Once again, we've had to suffer through another Woodstock redux. Ever since that epic party, the media, made up mostly by people who came of age during that time, forces us every ten years to stop thinking about less important matters such as war, famine, recession, and relive the Age of Aquarius. This past week's 4oth anniversary paeans were even more over-the-top than past mass recollections. As the collective Baby Boomer memory grows dimmer (all that adolescent drug use certainly adds to the fog), the apotheosis of Woodstock into some major turning point in history becomes even more rapturous. We are led to believe that for those three days humankind achieved some sort of spiritual zenith when love and peace reigned supreme. The USA was never the same since, Brian Williams tells us, with a straight face. Joni Mitchell's song, Woodstock, sums it up best: By the time we got to Woodstock/We were half a million strong/And everywhere there was a song and a celebration/And I dreamed I saw the bombers/Riding shotgun in the sky/And they were turning into butterflies/Above our nation. Yeah, right. How ironic that Joni didn't even attend the event, having decided that an appearance on The Dick Cavett Show would give her more exposure.

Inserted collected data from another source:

//! External middleware invocation.
//!
//! Middleware is a user-supplied executable treated as a pure function over
//! a payload: one JSON payload in on stdin, one JSON payload out on stdout,
//! exit code zero. Anything else is a failure and the caller keeps its
//! original payload.

use std::process::Stdio;

use tokio::io::AsyncWriteExt;
use tokio::process::Command;

use crate::error::MiddlewareError;
use crate::model::Payload;

/// Runs the middleware command over a payload and returns the transformed
/// payload.
///
/// The command is spawned with no arguments. Stdin is closed after the
/// payload is written so line-oriented tools terminate naturally; stderr is
/// captured and carried in the error on non-zero exit.
pub async fn execute(command: &str, payload: &Payload) -> Result<Payload, MiddlewareError> {
    let input = serde_json::to_vec(payload)?;

    let mut child = Command::new(command)
        .stdin(Stdio::piped())
        .stdout(Stdio::piped())
        .stderr(Stdio::piped())
        .spawn()?;

    if let Some(mut stdin) = child.stdin.take() {
        stdin.write_all(&input).await?;
        stdin.shutdown().await?;
    }

    let output = child.wait_with_output().await?;
    if !output.status.success() {
        return Err(MiddlewareError::Failed {
            code: output.status.code(),
            stderr: String::from_utf8_lossy(&output.stderr).into_owned(),
        });
    }

    tracing::debug!(
        command,
        bytes = output.stdout.len(),
        "middleware completed"
    );

    Ok(serde_json::from_slice(&output.stdout)?)
}

#[cfg(all(test, unix))]
mod tests {
    use super::*;
    use crate::model::{RecordedResponse, RequestDetails};
    use std::os::unix::fs::PermissionsExt;
    use tempfile::TempDir;

    fn script(dir: &TempDir, name: &str, contents: &str) -> String {
        let path = dir.path().join(name);
        std::fs::write(&path, contents).unwrap();
        let mut perms = std::fs::metadata(&path).unwrap().permissions();
        perms.set_mode(0o755);
        std::fs::set_permissions(&path, perms).unwrap();
        path.to_string_lossy().into_owned()
    }

    fn payload() -> Payload {
        Payload::new(
            RequestDetails {
                path: "/echo".into(),
                method: "POST".into(),
                destination: "api.test".into(),
                body: r#"{"v":1}"#.into(),
                ..Default::default()
            },
            RecordedResponse {
                status: 200,
                body: "original".into(),
                ..Default::default()
            },
        )
    }

    #[tokio::test]
    async fn identity_middleware_returns_payload_unchanged() {
        let dir = TempDir::new().unwrap();
        let cmd = script(&dir, "identity.sh", "#!/bin/sh\ncat\n");

        let input = payload();
        let output = execute(&cmd, &input).await.unwrap();
        assert_eq!(output, input);
    }

    #[tokio::test]
    async fn middleware_can_replace_the_response() {
        let dir = TempDir::new().unwrap();
        let cmd = script(
            &dir,
            "teapot.sh",
            "#!/bin/sh\ncat > /dev/null\nprintf '%s' '{\"response\":{\"status\":418,\"body\":\"teapot\",\"headers\":{}}}'\n",
        );

        let output = execute(&cmd, &payload()).await.unwrap();
        assert_eq!(output.response.status, 418);
        assert_eq!(output.response.body, "teapot");
    }

    #[tokio::test]
    async fn non_zero_exit_carries_status_and_stderr() {
        let dir = TempDir::new().unwrap();
        let cmd = script(&dir, "fail.sh", "#!/bin/sh\necho boom >&2\nexit 3\n");

        let err = execute(&cmd, &payload()).await.unwrap_err();
        match err {
            MiddlewareError::Failed { code, stderr } => {
                assert_eq!(code, Some(3));
                assert!(stderr.contains("boom"));
            }
            other => panic!("unexpected error: {other:?}"),
        }
    }

    #[tokio::test]
    async fn garbage_stdout_is_a_json_error() {
        let dir = TempDir::new().unwrap();
        let cmd = script(&dir, "garbage.sh", "#!/bin/sh\ncat > /dev/null\necho not-json\n");

        let err = execute(&cmd, &payload()).await.unwrap_err();
        assert!(matches!(err, MiddlewareError::Json(_)));
    }

    #[tokio::test]
    async fn missing_executable_is_a_spawn_error() {
        let err = execute("/nonexistent/middleware", &payload())
            .await
            .unwrap_err();
        assert!(matches!(err, MiddlewareError::Spawn(_)));
    }
}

The sanctimonious, hyperbolic depiction of the "Woodstock Music Festival and Arts Fair" as a major historic event is an embarrassment to my generation. Who do we think we are or were? Woodstock was a party, nothing more, nothing less. True, it was a gargantuan party, maybe the biggest ever. When it came to open sex, acid dropping, pot smoking and great music, it was second to none. But did it really change the course of history? Gimme a break. A bunch of mostly pampered, privileged middle class white kids wallowing in the mud and getting monkeyed up didn't do anything but trash some nice farmland. Who doesn't feel peace and love when you're high as a kite and got your hand up some hippie chick's peasant dress? These kids were liberated alright, liberated from their parent's telling them to pick up their bedroom and be home by midnight.
We Baby Boomers are living up to the stereotype as narcissistic and full of self-importance. We are the greatest generation when it comes to megalomania. Woodstock was an orgiastic, modern day bacchanalia that had significance only in its size and hedonism. When youths tore down the Berlin Wall, that was a big deal. What college kids did in Iran this spring was a big deal. The civil rights Freedom Riders is a case of Baby Boomers showing enough courage to stand against the tide of history. What courage was displayed at Woodstock? Lying passed out in the pouring rain while Joe Cocker sang A Little Help From My Friends?
Woodstock only became a big deal when some savvy marketing guys decided to make it a big deal. Millions were made from licensing rights, movie and album deals. If it weren't for some shrewd hucksters, Woodstock would have gone done as just another music festival like Montreau or Altamont, only bigger and muddier.
If we Baby Boomers want to see a more accurate legacy of the the 1960's credo "If it feels good, do it," then we should look to our progeny's attempt to restage Woodstock at its 30th anniversary in 1999. Woodstock II had to close early due to mobs setting one of the stages on fire, numerous rapes and plenty of violence and mayhem. We reaped what we sowed. Despite all the nostalgic tripping, no wonder no one came up with the idea of Woodstock III.